▶ **DATA PROVIDED**:

┄┄┄┄┄┄┄┄┄┄

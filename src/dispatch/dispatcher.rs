//! # Dispatcher
//!
//! The single error boundary for message processing. A message is decoded,
//! routed by key to its processor and processed; whatever goes wrong on the
//! way (bad body, unknown key, processor error or panic) is logged with the
//! original body and the message is reported as dropped. Callers never see
//! an error.

use std::any::Any;
use std::fmt;
use std::panic::AssertUnwindSafe;
use std::sync::Arc;

use futures::FutureExt;
use serde_json::json;
use tracing::{debug, warn};

use crate::constants::events;
use crate::events::EventPublisher;
use crate::logging::{log_dispatch_operation, log_error};
use crate::messaging::{DecodeError, Message, RoutingKey};
use crate::processors::{Processor, ProcessorError};

/// Why a message was dropped
#[derive(Debug, Clone, PartialEq)]
pub enum DropReason {
    Decode(DecodeError),
    Unroutable(String),
    ProcessorFailure {
        processor: &'static str,
        error: ProcessorError,
    },
}

impl DropReason {
    pub fn kind(&self) -> &'static str {
        match self {
            Self::Decode(_) => "decode_error",
            Self::Unroutable(_) => "unroutable_key",
            Self::ProcessorFailure { .. } => "processor_failure",
        }
    }
}

impl fmt::Display for DropReason {
    fn fmt(&self, f: &mut fmt::Formatter<'_>) -> fmt::Result {
        match self {
            Self::Decode(e) => write!(f, "could not decode message: {e}"),
            Self::Unroutable(key) => write!(f, "no processor for routing key '{key}'"),
            Self::ProcessorFailure { processor, error } => write!(f, "{processor} failed: {error}"),
        }
    }
}

/// Result of dispatching one message; the message is consumed either way
#[derive(Debug, Clone, PartialEq)]
pub enum DispatchOutcome {
    Processed { processor: &'static str },
    Dropped(DropReason),
}

impl DispatchOutcome {
    pub fn is_processed(&self) -> bool {
        matches!(self, Self::Processed { .. })
    }
}

pub struct Dispatcher {
    log_chutes: Arc<dyn Processor>,
    data_chutes: Arc<dyn Processor>,
    watchdogs: Arc<dyn Processor>,
    monitors: Arc<dyn Processor>,
    publisher: EventPublisher,
}

impl fmt::Debug for Dispatcher {
    fn fmt(&self, f: &mut fmt::Formatter<'_>) -> fmt::Result {
        f.debug_struct("Dispatcher")
            .field("logchutes", &self.log_chutes.name())
            .field("datachutes", &self.data_chutes.name())
            .field("watchdogs", &self.watchdogs.name())
            .field("monitors", &self.monitors.name())
            .finish()
    }
}

impl Dispatcher {
    pub fn new(
        log_chutes: Arc<dyn Processor>,
        data_chutes: Arc<dyn Processor>,
        watchdogs: Arc<dyn Processor>,
        monitors: Arc<dyn Processor>,
        publisher: EventPublisher,
    ) -> Self {
        Self {
            log_chutes,
            data_chutes,
            watchdogs,
            monitors,
            publisher,
        }
    }

    /// The processor registered for a routing key
    pub fn processor_for(&self, routing_key: &RoutingKey) -> Option<&Arc<dyn Processor>> {
        match routing_key {
            RoutingKey::LogChutes => Some(&self.log_chutes),
            RoutingKey::DataChutes => Some(&self.data_chutes),
            RoutingKey::Watchdogs => Some(&self.watchdogs),
            RoutingKey::Monitors => Some(&self.monitors),
            RoutingKey::Unknown(_) => None,
        }
    }

    /// Decode, route and process one raw message
    pub async fn dispatch(&self, routing_key: &str, raw: &[u8]) -> DispatchOutcome {
        let key = RoutingKey::parse(routing_key);

        let message = match Message::decode(key, raw) {
            Ok(message) => message,
            Err(e) => return self.drop_message(routing_key, raw, DropReason::Decode(e)).await,
        };

        let Some(processor) = self.processor_for(&message.routing_key) else {
            return self
                .drop_message(routing_key, raw, DropReason::Unroutable(routing_key.to_string()))
                .await;
        };

        let result = AssertUnwindSafe(processor.process(&message))
            .catch_unwind()
            .await
            .unwrap_or_else(|panic| {
                Err(ProcessorError::panicked(
                    processor.name(),
                    panic_message(panic.as_ref()),
                ))
            });

        match result {
            Ok(()) => {
                log_dispatch_operation(
                    "dispatch",
                    routing_key,
                    message.collection(),
                    message.doc_id(),
                    "processed",
                    Some(processor.name()),
                );
                DispatchOutcome::Processed {
                    processor: processor.name(),
                }
            }
            Err(error) => {
                let reason = DropReason::ProcessorFailure {
                    processor: processor.name(),
                    error,
                };
                self.drop_message(routing_key, raw, reason).await
            }
        }
    }

    async fn drop_message(&self, routing_key: &str, raw: &[u8], reason: DropReason) -> DispatchOutcome {
        let body = String::from_utf8_lossy(raw);

        match &reason {
            DropReason::Unroutable(_) => warn!(
                routing_key = %routing_key,
                body = %body,
                reason = %reason,
                "Dropping message with unknown routing key"
            ),
            _ => log_error(
                "dispatcher",
                "dispatch",
                &format!("An error occurred while processing the message: {reason}"),
                Some(&body),
            ),
        }

        if let Err(e) = self
            .publisher
            .publish(
                events::MESSAGE_DROPPED,
                json!({
                    "routing_key": routing_key,
                    "reason": reason.kind(),
                    "description": reason.to_string(),
                    "body": body,
                }),
            )
            .await
        {
            debug!(error = %e, "Drop event not published");
        }

        DispatchOutcome::Dropped(reason)
    }
}

fn panic_message(panic: &(dyn Any + Send)) -> String {
    if let Some(message) = panic.downcast_ref::<&str>() {
        (*message).to_string()
    } else if let Some(message) = panic.downcast_ref::<String>() {
        message.clone()
    } else {
        "unknown panic".to_string()
    }
}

┄┄┄┄┄┄┄┄┄┄

▶ **TASK STATEMENT**: Give only the number of lines in the records that include the word "write".

▶ **SOLUTION FOR THIS TASK**: 3